# EXERCISE PROMPT
Your task is to copy the lines of the data below from the line holding "filename services/client/src/bin/client.rs" through the line holding "play | pause", inclusive, exactly and with nothing added.

Items listed in a dataset
+--

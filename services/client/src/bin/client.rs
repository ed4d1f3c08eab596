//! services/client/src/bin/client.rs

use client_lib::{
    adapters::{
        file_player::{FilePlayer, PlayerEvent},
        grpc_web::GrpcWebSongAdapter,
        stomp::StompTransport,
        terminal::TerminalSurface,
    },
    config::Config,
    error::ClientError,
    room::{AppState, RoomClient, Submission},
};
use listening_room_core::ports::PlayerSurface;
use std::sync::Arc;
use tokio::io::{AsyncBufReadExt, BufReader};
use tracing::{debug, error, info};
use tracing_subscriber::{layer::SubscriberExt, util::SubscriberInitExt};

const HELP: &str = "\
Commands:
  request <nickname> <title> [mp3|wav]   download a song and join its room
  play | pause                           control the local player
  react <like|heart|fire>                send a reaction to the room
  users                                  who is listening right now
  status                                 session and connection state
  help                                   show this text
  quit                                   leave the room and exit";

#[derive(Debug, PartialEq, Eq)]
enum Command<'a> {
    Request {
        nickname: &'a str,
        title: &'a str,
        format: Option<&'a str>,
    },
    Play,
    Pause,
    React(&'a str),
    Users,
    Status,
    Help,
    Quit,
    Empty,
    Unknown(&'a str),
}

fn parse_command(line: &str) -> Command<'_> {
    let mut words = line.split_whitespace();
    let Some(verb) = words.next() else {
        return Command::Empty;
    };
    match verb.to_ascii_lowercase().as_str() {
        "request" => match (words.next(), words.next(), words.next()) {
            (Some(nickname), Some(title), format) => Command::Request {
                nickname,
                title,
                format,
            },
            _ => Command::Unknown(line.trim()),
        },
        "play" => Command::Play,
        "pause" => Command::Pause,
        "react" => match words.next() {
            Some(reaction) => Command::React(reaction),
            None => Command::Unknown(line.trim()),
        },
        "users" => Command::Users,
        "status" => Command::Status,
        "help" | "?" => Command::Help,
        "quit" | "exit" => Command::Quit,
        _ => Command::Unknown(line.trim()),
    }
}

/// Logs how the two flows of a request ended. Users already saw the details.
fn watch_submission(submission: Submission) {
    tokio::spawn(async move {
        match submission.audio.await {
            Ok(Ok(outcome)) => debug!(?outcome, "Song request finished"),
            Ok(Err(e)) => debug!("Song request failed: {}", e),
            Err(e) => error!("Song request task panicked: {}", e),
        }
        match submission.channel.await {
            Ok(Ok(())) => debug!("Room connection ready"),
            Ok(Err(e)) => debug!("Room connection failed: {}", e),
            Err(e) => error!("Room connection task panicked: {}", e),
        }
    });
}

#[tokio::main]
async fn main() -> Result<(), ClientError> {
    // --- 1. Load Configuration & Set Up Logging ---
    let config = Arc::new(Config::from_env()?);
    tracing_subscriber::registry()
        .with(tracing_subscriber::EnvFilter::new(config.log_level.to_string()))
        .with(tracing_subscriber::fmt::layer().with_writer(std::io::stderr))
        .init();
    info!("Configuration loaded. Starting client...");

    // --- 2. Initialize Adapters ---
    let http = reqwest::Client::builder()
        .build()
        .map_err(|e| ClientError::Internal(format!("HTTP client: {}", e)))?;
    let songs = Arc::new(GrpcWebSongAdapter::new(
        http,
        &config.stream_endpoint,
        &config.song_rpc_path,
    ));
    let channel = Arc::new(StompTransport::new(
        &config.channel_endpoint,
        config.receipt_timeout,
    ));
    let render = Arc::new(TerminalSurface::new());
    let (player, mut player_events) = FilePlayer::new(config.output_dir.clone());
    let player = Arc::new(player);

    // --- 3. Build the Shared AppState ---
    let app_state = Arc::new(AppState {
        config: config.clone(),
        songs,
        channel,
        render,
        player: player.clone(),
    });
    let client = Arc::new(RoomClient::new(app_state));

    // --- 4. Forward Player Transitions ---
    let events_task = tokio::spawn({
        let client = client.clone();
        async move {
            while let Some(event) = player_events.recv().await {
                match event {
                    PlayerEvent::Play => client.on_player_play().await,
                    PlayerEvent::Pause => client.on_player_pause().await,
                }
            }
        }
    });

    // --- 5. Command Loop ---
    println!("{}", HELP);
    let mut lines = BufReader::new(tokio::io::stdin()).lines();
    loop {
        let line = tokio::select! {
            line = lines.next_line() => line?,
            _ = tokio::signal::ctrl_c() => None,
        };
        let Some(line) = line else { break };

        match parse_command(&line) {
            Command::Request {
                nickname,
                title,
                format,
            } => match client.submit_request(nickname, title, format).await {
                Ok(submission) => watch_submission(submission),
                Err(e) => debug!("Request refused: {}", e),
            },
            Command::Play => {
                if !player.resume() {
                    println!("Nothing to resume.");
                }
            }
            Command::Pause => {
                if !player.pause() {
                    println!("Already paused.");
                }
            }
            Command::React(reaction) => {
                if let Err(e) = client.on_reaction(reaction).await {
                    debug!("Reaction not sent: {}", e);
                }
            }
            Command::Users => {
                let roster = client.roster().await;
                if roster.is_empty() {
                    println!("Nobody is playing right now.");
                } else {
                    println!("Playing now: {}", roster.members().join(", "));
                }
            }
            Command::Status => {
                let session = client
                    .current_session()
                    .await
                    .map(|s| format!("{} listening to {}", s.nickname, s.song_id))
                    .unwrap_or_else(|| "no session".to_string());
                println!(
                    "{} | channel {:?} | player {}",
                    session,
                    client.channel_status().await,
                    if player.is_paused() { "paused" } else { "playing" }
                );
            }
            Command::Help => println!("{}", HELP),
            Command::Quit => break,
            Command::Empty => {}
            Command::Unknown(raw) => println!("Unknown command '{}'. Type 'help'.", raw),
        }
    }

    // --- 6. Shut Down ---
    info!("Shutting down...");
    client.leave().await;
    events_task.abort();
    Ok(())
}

+--

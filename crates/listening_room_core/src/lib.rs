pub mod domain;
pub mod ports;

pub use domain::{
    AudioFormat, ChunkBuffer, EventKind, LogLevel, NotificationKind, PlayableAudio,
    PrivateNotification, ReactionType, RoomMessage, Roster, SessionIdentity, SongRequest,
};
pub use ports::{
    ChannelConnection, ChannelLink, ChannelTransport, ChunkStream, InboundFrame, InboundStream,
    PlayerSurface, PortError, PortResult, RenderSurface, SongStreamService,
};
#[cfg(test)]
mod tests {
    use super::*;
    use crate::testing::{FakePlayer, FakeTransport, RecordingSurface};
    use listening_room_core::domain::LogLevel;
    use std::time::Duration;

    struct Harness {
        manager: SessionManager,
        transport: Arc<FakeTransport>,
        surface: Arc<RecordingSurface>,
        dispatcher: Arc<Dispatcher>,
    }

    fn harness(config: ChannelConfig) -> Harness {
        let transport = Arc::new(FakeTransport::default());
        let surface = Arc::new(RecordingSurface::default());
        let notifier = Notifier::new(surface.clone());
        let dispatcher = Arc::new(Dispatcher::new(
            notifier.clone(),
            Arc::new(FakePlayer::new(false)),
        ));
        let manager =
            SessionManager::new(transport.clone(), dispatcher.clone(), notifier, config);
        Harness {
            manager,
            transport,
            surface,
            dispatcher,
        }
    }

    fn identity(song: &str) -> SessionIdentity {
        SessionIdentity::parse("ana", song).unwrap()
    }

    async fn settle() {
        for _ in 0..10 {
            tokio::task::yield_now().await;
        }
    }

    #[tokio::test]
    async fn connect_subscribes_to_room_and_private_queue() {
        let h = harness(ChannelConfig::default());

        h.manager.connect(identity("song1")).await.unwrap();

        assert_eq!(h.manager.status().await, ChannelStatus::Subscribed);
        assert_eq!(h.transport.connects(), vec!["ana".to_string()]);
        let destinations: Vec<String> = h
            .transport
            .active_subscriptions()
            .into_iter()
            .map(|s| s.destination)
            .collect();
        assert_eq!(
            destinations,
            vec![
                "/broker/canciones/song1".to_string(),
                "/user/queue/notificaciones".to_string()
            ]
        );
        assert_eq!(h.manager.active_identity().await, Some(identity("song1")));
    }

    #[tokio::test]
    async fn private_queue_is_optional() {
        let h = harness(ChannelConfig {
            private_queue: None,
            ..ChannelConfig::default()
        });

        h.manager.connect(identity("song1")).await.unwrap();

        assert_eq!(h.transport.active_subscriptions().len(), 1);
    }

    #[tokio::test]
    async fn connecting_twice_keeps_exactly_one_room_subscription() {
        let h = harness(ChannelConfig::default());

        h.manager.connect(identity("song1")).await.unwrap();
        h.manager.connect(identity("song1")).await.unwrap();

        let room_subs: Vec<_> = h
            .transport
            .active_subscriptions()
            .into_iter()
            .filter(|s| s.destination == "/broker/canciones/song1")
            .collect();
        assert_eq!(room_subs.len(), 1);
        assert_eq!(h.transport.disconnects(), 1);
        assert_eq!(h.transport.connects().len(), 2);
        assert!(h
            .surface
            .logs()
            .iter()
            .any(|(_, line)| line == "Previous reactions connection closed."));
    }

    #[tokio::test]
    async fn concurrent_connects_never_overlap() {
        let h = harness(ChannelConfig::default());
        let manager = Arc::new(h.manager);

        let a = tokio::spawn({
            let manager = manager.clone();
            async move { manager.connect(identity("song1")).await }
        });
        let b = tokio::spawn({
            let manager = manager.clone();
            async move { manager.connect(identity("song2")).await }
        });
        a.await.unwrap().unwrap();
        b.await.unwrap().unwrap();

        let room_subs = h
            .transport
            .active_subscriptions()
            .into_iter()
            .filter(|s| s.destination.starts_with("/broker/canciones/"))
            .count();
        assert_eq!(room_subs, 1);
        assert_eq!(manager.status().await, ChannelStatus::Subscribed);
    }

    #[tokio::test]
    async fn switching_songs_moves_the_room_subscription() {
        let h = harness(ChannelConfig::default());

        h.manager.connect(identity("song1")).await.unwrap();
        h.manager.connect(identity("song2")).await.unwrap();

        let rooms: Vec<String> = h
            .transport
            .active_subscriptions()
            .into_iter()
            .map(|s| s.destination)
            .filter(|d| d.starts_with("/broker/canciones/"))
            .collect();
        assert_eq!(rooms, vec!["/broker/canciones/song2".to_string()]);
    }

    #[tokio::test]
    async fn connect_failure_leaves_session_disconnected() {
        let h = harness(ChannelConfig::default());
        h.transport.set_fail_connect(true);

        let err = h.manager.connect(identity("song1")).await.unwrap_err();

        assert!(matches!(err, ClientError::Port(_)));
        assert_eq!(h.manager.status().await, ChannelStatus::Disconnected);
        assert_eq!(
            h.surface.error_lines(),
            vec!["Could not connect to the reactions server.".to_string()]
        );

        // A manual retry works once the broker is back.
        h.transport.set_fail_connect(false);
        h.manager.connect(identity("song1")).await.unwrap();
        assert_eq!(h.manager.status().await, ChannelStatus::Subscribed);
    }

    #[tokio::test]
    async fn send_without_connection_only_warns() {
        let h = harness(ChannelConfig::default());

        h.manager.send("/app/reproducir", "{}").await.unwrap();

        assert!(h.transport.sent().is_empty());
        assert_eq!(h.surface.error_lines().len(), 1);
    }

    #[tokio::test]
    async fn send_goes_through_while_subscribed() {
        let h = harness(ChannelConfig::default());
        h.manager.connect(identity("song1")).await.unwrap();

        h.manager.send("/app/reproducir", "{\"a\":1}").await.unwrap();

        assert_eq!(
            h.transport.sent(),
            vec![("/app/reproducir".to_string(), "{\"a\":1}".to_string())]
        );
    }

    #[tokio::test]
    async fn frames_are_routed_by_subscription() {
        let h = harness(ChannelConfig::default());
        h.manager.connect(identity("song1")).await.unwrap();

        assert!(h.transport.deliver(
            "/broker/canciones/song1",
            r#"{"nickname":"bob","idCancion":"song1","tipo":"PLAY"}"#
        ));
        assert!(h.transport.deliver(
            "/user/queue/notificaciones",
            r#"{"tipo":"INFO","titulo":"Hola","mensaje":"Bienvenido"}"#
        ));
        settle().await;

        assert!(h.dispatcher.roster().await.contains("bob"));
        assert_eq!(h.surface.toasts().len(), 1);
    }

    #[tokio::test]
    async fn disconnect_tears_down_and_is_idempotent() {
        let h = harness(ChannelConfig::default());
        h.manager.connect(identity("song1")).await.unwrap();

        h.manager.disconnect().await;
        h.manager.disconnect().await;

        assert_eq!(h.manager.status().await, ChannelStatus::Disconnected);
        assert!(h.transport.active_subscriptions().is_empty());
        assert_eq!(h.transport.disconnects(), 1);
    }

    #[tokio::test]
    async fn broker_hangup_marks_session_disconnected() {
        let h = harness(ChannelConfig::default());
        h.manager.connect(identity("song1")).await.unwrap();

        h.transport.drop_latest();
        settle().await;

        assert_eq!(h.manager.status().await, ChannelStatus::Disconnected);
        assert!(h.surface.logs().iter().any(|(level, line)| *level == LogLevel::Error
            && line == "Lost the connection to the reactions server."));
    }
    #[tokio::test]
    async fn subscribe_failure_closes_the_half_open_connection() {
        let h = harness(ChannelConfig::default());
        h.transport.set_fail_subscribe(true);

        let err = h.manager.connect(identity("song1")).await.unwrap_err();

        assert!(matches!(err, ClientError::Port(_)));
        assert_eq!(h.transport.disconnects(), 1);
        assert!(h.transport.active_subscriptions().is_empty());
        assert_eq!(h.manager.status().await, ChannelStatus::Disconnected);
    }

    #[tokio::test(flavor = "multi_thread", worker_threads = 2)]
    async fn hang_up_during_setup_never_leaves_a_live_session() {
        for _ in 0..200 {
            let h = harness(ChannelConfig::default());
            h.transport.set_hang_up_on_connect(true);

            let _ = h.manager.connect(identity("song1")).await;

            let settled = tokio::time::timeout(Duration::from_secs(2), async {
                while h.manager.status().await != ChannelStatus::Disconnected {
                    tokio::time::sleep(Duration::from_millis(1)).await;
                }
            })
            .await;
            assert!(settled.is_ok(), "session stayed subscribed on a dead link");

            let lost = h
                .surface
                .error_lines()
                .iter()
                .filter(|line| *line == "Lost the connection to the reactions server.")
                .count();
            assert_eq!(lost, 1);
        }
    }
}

+--

# REPLY TO THE EXERCISE
filename services/client/src/bin/client.rs
repository ed4d1f3c08eab596
//! services/client/src/bin/client.rs

use client_lib::{
    adapters::{
        file_player::{FilePlayer, PlayerEvent},
        grpc_web::GrpcWebSongAdapter,
        stomp::StompTransport,
        terminal::TerminalSurface,
    },
    config::Config,
    error::ClientError,
    room::{AppState, RoomClient, Submission},
};
use listening_room_core::ports::PlayerSurface;
use std::sync::Arc;
use tokio::io::{AsyncBufReadExt, BufReader};
use tracing::{debug, error, info};
use tracing_subscriber::{layer::SubscriberExt, util::SubscriberInitExt};

const HELP: &str = "\
Commands:
  request <nickname> <title> [mp3|wav]   download a song and join its room
  play | pause                           control the local player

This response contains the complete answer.